--- START ---

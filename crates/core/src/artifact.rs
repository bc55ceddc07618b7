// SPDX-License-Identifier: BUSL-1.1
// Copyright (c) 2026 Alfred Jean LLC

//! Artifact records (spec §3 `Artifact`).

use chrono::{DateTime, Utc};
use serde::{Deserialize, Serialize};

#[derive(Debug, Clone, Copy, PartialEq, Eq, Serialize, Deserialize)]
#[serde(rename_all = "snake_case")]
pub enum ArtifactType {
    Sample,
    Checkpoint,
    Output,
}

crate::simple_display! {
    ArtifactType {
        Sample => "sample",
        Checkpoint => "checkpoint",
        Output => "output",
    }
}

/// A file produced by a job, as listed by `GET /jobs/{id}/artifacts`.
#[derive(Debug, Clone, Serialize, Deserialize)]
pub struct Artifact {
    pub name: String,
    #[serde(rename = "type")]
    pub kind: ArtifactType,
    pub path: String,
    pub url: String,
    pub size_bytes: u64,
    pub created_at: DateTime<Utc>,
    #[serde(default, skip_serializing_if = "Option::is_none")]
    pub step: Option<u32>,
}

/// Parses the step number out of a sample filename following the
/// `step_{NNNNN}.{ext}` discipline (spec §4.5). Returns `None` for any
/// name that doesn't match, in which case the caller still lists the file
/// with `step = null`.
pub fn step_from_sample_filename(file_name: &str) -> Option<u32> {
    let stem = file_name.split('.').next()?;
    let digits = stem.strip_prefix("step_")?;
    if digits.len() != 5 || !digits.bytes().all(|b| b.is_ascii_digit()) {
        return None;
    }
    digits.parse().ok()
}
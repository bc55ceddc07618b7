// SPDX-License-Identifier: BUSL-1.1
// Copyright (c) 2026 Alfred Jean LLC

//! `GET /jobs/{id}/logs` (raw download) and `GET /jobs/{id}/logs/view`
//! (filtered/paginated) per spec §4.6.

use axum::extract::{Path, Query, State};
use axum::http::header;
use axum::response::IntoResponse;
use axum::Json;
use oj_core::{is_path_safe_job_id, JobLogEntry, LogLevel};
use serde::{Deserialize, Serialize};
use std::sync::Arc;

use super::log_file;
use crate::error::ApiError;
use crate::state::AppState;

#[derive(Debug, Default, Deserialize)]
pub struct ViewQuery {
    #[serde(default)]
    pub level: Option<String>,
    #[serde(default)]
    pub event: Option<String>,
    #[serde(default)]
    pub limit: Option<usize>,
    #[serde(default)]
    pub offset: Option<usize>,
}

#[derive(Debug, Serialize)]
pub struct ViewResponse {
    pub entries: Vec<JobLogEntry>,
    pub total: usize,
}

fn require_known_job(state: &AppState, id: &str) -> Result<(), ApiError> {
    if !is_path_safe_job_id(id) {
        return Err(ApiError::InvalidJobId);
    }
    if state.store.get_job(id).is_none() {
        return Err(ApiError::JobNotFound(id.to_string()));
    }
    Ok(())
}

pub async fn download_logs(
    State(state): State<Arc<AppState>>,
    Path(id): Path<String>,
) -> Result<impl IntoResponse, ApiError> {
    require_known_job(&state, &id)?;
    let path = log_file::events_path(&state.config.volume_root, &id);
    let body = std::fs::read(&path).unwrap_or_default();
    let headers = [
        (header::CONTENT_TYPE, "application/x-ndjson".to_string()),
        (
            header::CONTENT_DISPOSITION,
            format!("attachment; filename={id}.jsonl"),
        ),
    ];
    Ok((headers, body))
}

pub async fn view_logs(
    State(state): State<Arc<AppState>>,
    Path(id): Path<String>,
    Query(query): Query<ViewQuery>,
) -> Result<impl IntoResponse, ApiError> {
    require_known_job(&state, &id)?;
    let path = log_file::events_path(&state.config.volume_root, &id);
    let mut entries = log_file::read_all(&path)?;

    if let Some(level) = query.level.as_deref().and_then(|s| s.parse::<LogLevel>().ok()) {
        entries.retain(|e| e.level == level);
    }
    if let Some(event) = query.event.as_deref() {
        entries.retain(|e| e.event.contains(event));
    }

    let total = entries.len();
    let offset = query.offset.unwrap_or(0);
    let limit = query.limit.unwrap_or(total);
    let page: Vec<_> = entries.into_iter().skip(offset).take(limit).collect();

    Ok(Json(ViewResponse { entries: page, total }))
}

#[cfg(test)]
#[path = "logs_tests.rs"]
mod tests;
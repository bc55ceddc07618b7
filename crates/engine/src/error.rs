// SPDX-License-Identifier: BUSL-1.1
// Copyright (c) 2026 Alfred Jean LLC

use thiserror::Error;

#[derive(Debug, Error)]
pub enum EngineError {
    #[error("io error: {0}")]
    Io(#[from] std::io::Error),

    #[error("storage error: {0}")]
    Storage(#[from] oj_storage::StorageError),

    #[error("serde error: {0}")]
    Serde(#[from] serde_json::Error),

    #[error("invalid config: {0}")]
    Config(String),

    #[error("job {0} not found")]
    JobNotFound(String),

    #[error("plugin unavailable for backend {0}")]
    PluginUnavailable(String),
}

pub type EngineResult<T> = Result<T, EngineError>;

--- END ---

**WORK ITEM:**
Only the lines containing the string "LogLevel" are needed; pull them out of the records.

**SOLUTION TO THIS PROBLEM:**
use oj_core::{is_path_safe_job_id, JobLogEntry, LogLevel};
    if let Some(level) = query.level.as_deref().and_then(|s| s.parse::<LogLevel>().ok()) {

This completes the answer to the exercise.